In this benchmark study we will simulate a scenario in which the user has a predetermined workload with the following SLA: 90,000 operations per second (ops), half of those being reads and half being updates, and needs to survive zone failures. We set business requirements so that 95% of the reads need to be completed in 10ms or less and will determine what is the minimum cost of running such cluster in each of the offerings.

A Nod to Our Lineage

Competing against Cloud Bigtable is a pivotal moment for us, as Scylla is, in a way, also a descendant of Bigtable. Scylla was designed to be a drop-in-replacement for Cassandra, which, in turn, was inspired by the original Bigtable and Dynamo papers. In fact, Cassandra is described as the “daughter” of Dynamo and Bigtable. We’ve already done a comparison of Scylla versus Amazon DynamoDB. Now, in this competitive benchmark, Scylla is tackling Google Cloud Bigtable, the commercially available version of Bigtable, the database that is still used internally at Google to power their apps and services. You can see the full “family tree” in Figure 1 below.

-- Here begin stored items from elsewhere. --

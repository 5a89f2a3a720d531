//! Configuration file support
//!
//! Any serde-serializable settings struct can opt into [`Config`] to be read
//! from and written to `.toml` or `.ron` files.

use std::path::Path;

pub use serde::{Deserialize, Serialize};

/// File-backed configuration
pub trait Config: Serialize + for<'de> Deserialize<'de> + Default {
    /// Load configuration from file, picking the format from the extension
    fn load_from_file(path: impl AsRef<Path>) -> Result<Self, ConfigError> {
        let path = path.as_ref();
        let contents = std::fs::read_to_string(path)?;

        match ConfigFormat::from_path(path)? {
            ConfigFormat::Toml => toml::from_str(&contents).map_err(|e| ConfigError::Parse(e.to_string())),
            ConfigFormat::Ron => ron::from_str(&contents).map_err(|e| ConfigError::Parse(e.to_string())),
        }
    }

    /// Load configuration from file, falling back to defaults when it is missing
    fn load_or_default(path: impl AsRef<Path>) -> Result<Self, ConfigError> {
        let path = path.as_ref();
        if path.exists() {
            Self::load_from_file(path)
        } else {
            log::info!("No config at {}, using defaults", path.display());
            Ok(Self::default())
        }
    }

    /// Save configuration to file
    fn save_to_file(&self, path: impl AsRef<Path>) -> Result<(), ConfigError> {
        let path = path.as_ref();
        let contents = self.to_string_as(ConfigFormat::from_path(path)?)?;
        std::fs::write(path, contents).map_err(ConfigError::Io)
    }

    /// Serialize to a string in the given format
    fn to_string_as(&self, format: ConfigFormat) -> Result<String, ConfigError> {
        match format {
            ConfigFormat::Toml => toml::to_string_pretty(self).map_err(|e| ConfigError::Serialize(e.to_string())),
            ConfigFormat::Ron => ron::ser::to_string_pretty(self, ron::ser::PrettyConfig::default())
                .map_err(|e| ConfigError::Serialize(e.to_string())),
        }
    }

    /// Parse from a string in the given format
    fn from_str_as(contents: &str, format: ConfigFormat) -> Result<Self, ConfigError> {
        match format {
            ConfigFormat::Toml => toml::from_str(contents).map_err(|e| ConfigError::Parse(e.to_string())),
            ConfigFormat::Ron => ron::from_str(contents).map_err(|e| ConfigError::Parse(e.to_string())),
        }
    }
}

/// Supported on-disk formats
#[derive(Debug, Clone, Copy, PartialEq, Eq)]
pub enum ConfigFormat {
    /// TOML (`.toml`)
    Toml,
    /// Rusty Object Notation (`.ron`)
    Ron,
}

impl ConfigFormat {
    /// Pick the format from a file extension
    pub fn from_path(path: &Path) -> Result<Self, ConfigError> {
        match path.extension().and_then(|ext| ext.to_str()) {
            Some("toml") => Ok(Self::Toml),
            Some("ron") => Ok(Self::Ron),
            _ => Err(ConfigError::UnsupportedFormat(path.display().to_string())),
        }
    }
}

/// Configuration errors
#[derive(thiserror::Error, Debug)]
pub enum ConfigError {
    /// IO error
    #[error("IO error: {0}")]
    Io(#[from] std::io::Error),

    /// Parse error
    #[error("Parse error: {0}")]
    Parse(String),

    /// Serialization error
    #[error("Serialization error: {0}")]
    Serialize(String),

    /// Unsupported format
    #[error("Unsupported format: {0}")]
    UnsupportedFormat(String),

    /// Values parsed but failed validation
    #[error("Invalid configuration: {0}")]
    Invalid(String),
}

#[cfg(test)]
mod tests {
    use super::*;

    #[test]
    fn test_format_from_extension() {
        assert_eq!(ConfigFormat::from_path(Path::new("a/renderer.toml")).unwrap(), ConfigFormat::Toml);
        assert_eq!(ConfigFormat::from_path(Path::new("renderer.ron")).unwrap(), ConfigFormat::Ron);
        assert!(matches!(
            ConfigFormat::from_path(Path::new("renderer.json")),
            Err(ConfigError::UnsupportedFormat(_))
        ));
    }
}
//! Frame and presentation state: swapchain, offscreen target, framebuffers,
//! synchronisation primitives and the per-frame lifecycle

pub mod frame;
pub mod framebuffer;
pub mod offscreen;
pub mod swapchain;
pub mod sync;
pub mod targets;
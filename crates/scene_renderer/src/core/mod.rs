//! Core renderer settings

pub mod config;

Figure 1: The “Family Tree” for Scylla.

The Comparison

Our goal was to perform 90,000 operations per second in the cluster (50% updates, 50% reads) while keeping read latencies at 10ms or lower for 95% of the requests. We want the cluster to be present in three different zones, leading to higher availability and lower, local latencies. This is important not only to protect against entire-zone failures, which are rare, but also to reduce latency spikes and timeouts of Bigtable. This article does a good job of describing how Cloud Bigtable zone maintenance jobs can impact latencies for the application. Both offerings allow for tunable consistency settings, and we use eventual consistency.

For Google Cloud Bigtable, increasing the replication factor means adding replication clusters. Cloud Bigtable claims that each group node (per replica cluster) should be able to do 10,000 operations per second at 6ms latencies, although it does not specify at which percentile and rightfully makes the disclaimer that those numbers are workload-dependent. Still, we use them as a basis for analysis and will start our tests by provisioning three clusters of 9 nodes each. We will then increase the total size of the deployment by adding a node to each cluster until the desired SLAs are met.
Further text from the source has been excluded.